Besides, at least she’d gotten a really good slice of pie out of her time spent waiting. Cherry streusel. Yum.
So she didn’t feel the same way she would have if an actual date had failed to show, even though she’d had more riding on this meeting than the possibility of sexual attraction. She’d worked for months to create this opportunity, and she couldn’t deny her disappointment in seeing it come to nothing, whatever it should have been called.
What term did you use to describe a covert meeting with a complete stranger that had nothing to do with sex or romance and everything to do with the exchange of secret information? And just to be clear, a “deep throating” was so off the table.
She set her phone down and reached for her cola. By now, the glass held nearly as much water as soda. The melted ice smothered the effervescent carbonation until she was left with little more than sweet, flavorless syrup. Maybe she should try making herself drink coffee again, though that would have been just as disgusting by now. Cold or watered down didn’t really lean heavily to one side or the other. Tonight just didn’t seem to be her night.
Kylie brushed off the negative thoughts. She’d never been the kind of girl to indulge in melancholy. She considered herself what her paternal grandmother had called a vilde chaya, a wild child. She was the kind of girl who saw what she wanted and went after it, doing whatever it took, even fighting dirty—or, especially fighting dirty—until she achieved her goal. Her goal now was to find a new way to track down her “date” and make sure that this time he couldn’t ignore her.
Kylie hated being ignored.
Not that it happened often. Even her parents, who found her surprising, unpredictable, and wholly indecipherable, had trouble ignoring her. Of course, she’d made it easier for them when she’d moved to another state, but still. If Abraham Kramer and Constance Harding-Kramer couldn’t manage to put Kylie completely out of their heads, some schlub with the vainglorious online handle of DrkMsgr sure as shudden wasn’t going to do it either.
It had taken her months to find the stranger in the infinite space of the Internet, and she’d invested weeks more in grooming the connection. She’d chatted and swapped stories, offered advice and told jokes, slowly building their cyber connection behind her own mask as Wile E. Koyote. She’d felt perfectly comfortable in doing whatever she could to make that faceless presence trust her, because the information he had was just that important. He could change everything for her; she knew it.
Kylie felt a little bad about drawing in the stranger while harboring an ulterior motive, but not enough to shrug off the missed meeting. Yes, she had every intention of using this other person for her own purposes, but it wasn’t like she was some kind of modern ax murderer, relying on the Internet to lure her victims to their doom. The person she was meeting would have walked away from their encounter unharmed, unhit-on, and perfectly safe. All Kylie wanted from him was information.

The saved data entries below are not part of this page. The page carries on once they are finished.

//! Export pipeline
//!
//! Converts catalog entries to portable artifacts, one key at a time. Every
//! key ends in exactly one manifest entry; a failing key never stops the
//! batch.

use crate::manifest::{ExportManifest, ManifestEntry, ManifestMetadata};
use medpredict_core::{Error, Result};
use medpredict_models::{
    ArtifactFormat, ModelArtifact, ModelRegistry, ModelSpec, ModelsConfig, SymptomTable,
};
use std::collections::BTreeMap;
use std::path::{Path, PathBuf};
use tracing::{debug, info, warn};

/// Output directory used when none is given
pub const DEFAULT_OUT_DIR: &str = "web/models";

/// Reason recorded for keys missing from the catalog
pub const UNKNOWN_KEY_REASON: &str = "unknown model key";

/// Reason recorded for deep-learning runtime artifacts
pub const NOT_CONVERTIBLE_REASON: &str =
    "deep-learning runtime artifact (sequential) is not convertible";

/// Export runner bound to one catalog
pub struct Exporter {
    config: ModelsConfig,
}

impl Exporter {
    pub fn new(config: ModelsConfig) -> Self {
        Self { config }
    }

    pub fn config(&self) -> &ModelsConfig {
        &self.config
    }

    /// Output file name for a key
    pub fn file_name(key: &str) -> String {
        format!("{}.{}", key, ArtifactFormat::Portable.extension())
    }

    /// Load the requested keys with per-key isolation.
    ///
    /// Unknown keys are left out; the auxiliary files are loaded only when a
    /// requested key belongs to the common group.
    fn load_registry(&self, keys: &[String]) -> ModelRegistry {
        let models: BTreeMap<String, ModelSpec> = keys
            .iter()
            .filter_map(|key| {
                self.config
                    .model(key)
                    .map(|spec| (key.clone(), spec.clone()))
            })
            .collect();

        let mut subset = self.config.clone();
        if !models.values().any(ModelSpec::is_common) {
            subset.auxiliary = Default::default();
        }
        subset.models = models;

        ModelRegistry::load_isolated(&subset)
    }

    /// Export a single key to an explicit path. No manifest is written.
    pub fn export_one(&self, key: &str, out_path: &Path) -> ManifestEntry {
        let registry = self.load_registry(&[key.to_string()]);
        self.export_key(&registry, key, out_path)
    }

    /// Export several keys into `out_dir`
    pub fn export_many(&self, keys: &[String], out_dir: &Path) -> ExportManifest {
        info!("Exporting {} models to {}", keys.len(), out_dir.display());

        let registry = self.load_registry(keys);
        let entries = keys
            .iter()
            .map(|key| {
                let target = out_dir.join(Self::file_name(key));
                self.export_key(&registry, key, &target)
            })
            .collect();

        ExportManifest::new(entries, self.manifest_metadata())
    }

    /// Export every catalog key in sorted order
    pub fn export_all(&self, out_dir: &Path) -> ExportManifest {
        self.export_many(&self.config.model_keys(), out_dir)
    }

    fn export_key(&self, registry: &ModelRegistry, key: &str, target: &Path) -> ManifestEntry {
        let Some(spec) = self.config.model(key) else {
            warn!("Unknown model key '{}', recording as failed", key);
            return ManifestEntry::failed(key, UNKNOWN_KEY_REASON);
        };

        let Some(artifact) = registry.get(key) else {
            let reason = registry
                .load_error(key)
                .unwrap_or("artifact was not loaded")
                .to_string();
            warn!("Failed to export {}: {}", key, reason);
            return ManifestEntry::failed(key, reason);
        };

        if !artifact.kind().is_convertible() {
            info!("Skipping {}: {}", key, NOT_CONVERTIBLE_REASON);
            return ManifestEntry::skipped(key, NOT_CONVERTIBLE_REASON);
        }

        let symptom_table = registry.symptom_table();
        let result = discover_arity(key, spec, &artifact, symptom_table.as_deref())
            .and_then(|arity| convert(&artifact, arity, target).map(|_| arity));

        match result {
            Ok(arity) => {
                info!(
                    key = %key,
                    n_features = arity,
                    "Exported portable artifact to {}",
                    target.display()
                );
                let file = target
                    .file_name()
                    .map(|name| name.to_string_lossy().into_owned())
                    .unwrap_or_else(|| Self::file_name(key));
                ManifestEntry::success(key, file, arity)
            }
            Err(e) => {
                warn!("Failed to export {}: {}", key, e);
                ManifestEntry::failed(key, e.to_string())
            }
        }
    }

    /// Base-dir-relative paths of the auxiliary files that exist
    pub fn manifest_metadata(&self) -> ManifestMetadata {
        let relative = |path: Option<PathBuf>| {
            path.filter(|p| p.exists()).map(|p| {
                p.strip_prefix(&self.config.base_dir)
                    .unwrap_or(p.as_path())
                    .display()
                    .to_string()
            })
        };

        ManifestMetadata {
            encoder: relative(self.config.encoder_path()),
            symptom_columns: relative(self.config.symptom_columns_path()),
        }
    }
}

/// Work out the feature count for a key.
///
/// Order: symptom-table length for the common group, the artifact's own
/// declaration, then the static per-domain table.
pub fn discover_arity(
    key: &str,
    spec: &ModelSpec,
    artifact: &ModelArtifact,
    symptom_table: Option<&SymptomTable>,
) -> Result<usize> {
    if spec.is_common() {
        match symptom_table {
            Some(table) => return Ok(table.len()),
            None => debug!(key = %key, "Symptom table unavailable, trying other arity sources"),
        }
    }

    artifact
        .declared_arity()
        .or_else(|| spec.static_arity())
        .ok_or_else(|| Error::ArityUnknown {
            key: key.to_string(),
        })
}

fn convert(artifact: &ModelArtifact, arity: usize, target: &Path) -> Result<()> {
    if let Some(parent) = target.parent() {
        std::fs::create_dir_all(parent)?;
    }
    artifact.write_portable(arity, target)
}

All she wanted was the truth about Bran.
The rhythmic jiggling of her foot stuttered, pausing for a moment before resuming its hummingbirdlike flutter. The thought of him still hit her every time.
A year after Bran Powe had gone missing, Kylie had thought she’d come to terms with loss. She wasn’t stupid; she knew that when people disappeared for so many months at a stretch, they weren’t just out for a breath of fresh air. Something bad must have happened to keep him away from his friends and family. But even so, getting the call from his sister, Wynn, and hearing his death confirmed had hit Kylie like a physical blow.
Bran had been her closest pal since her freshman year of college. While the second of two spectacularly failed dates had made it clear that romance would never work for them, friendship came as easily as breathing. She honestly thought of him as the brother she’d never had, no matter how tired that cliché was. Losing him had felt like losing a tiny little piece of herself, and Kylie hated to lose even more than she hated being ignored.
For that reason (and because sitting still for a seven-minute yoga meditation was beyond her, let alone sitting the seven days of a shiva) she had spent the last six months obsessed with finding out the truth. She couldn’t care less if she sounded melodramatic or halfway to crazytown; she knew there was more to Bran’s story than anyone was willing to tell her. She knew darn well that nothing she did could bring her friend back, but she could at least find out what had really happened to him. As much as she loved his family, his sister Wynn’s telephoned explanation that “they think he had a heart problem we didn’t know about” was not cutting it with her.
Sure, Kylie knew that kind of thing happened all the time, but not this time. She didn’t believe a word of it. Why, she couldn’t quite say. Maybe she had heard something in Wynn’s voice, or maybe the intuition she had learned not to ignore had sounded the alarm. She couldn’t be certain, but either way, she knew there had to be more to the story.
She had dedicated the last six months to trying to find that “more.” She’d pushed aside her work, her hobbies, her family and friends in pursuit of the truth, immersing herself in the world she knew better than anyone—the data.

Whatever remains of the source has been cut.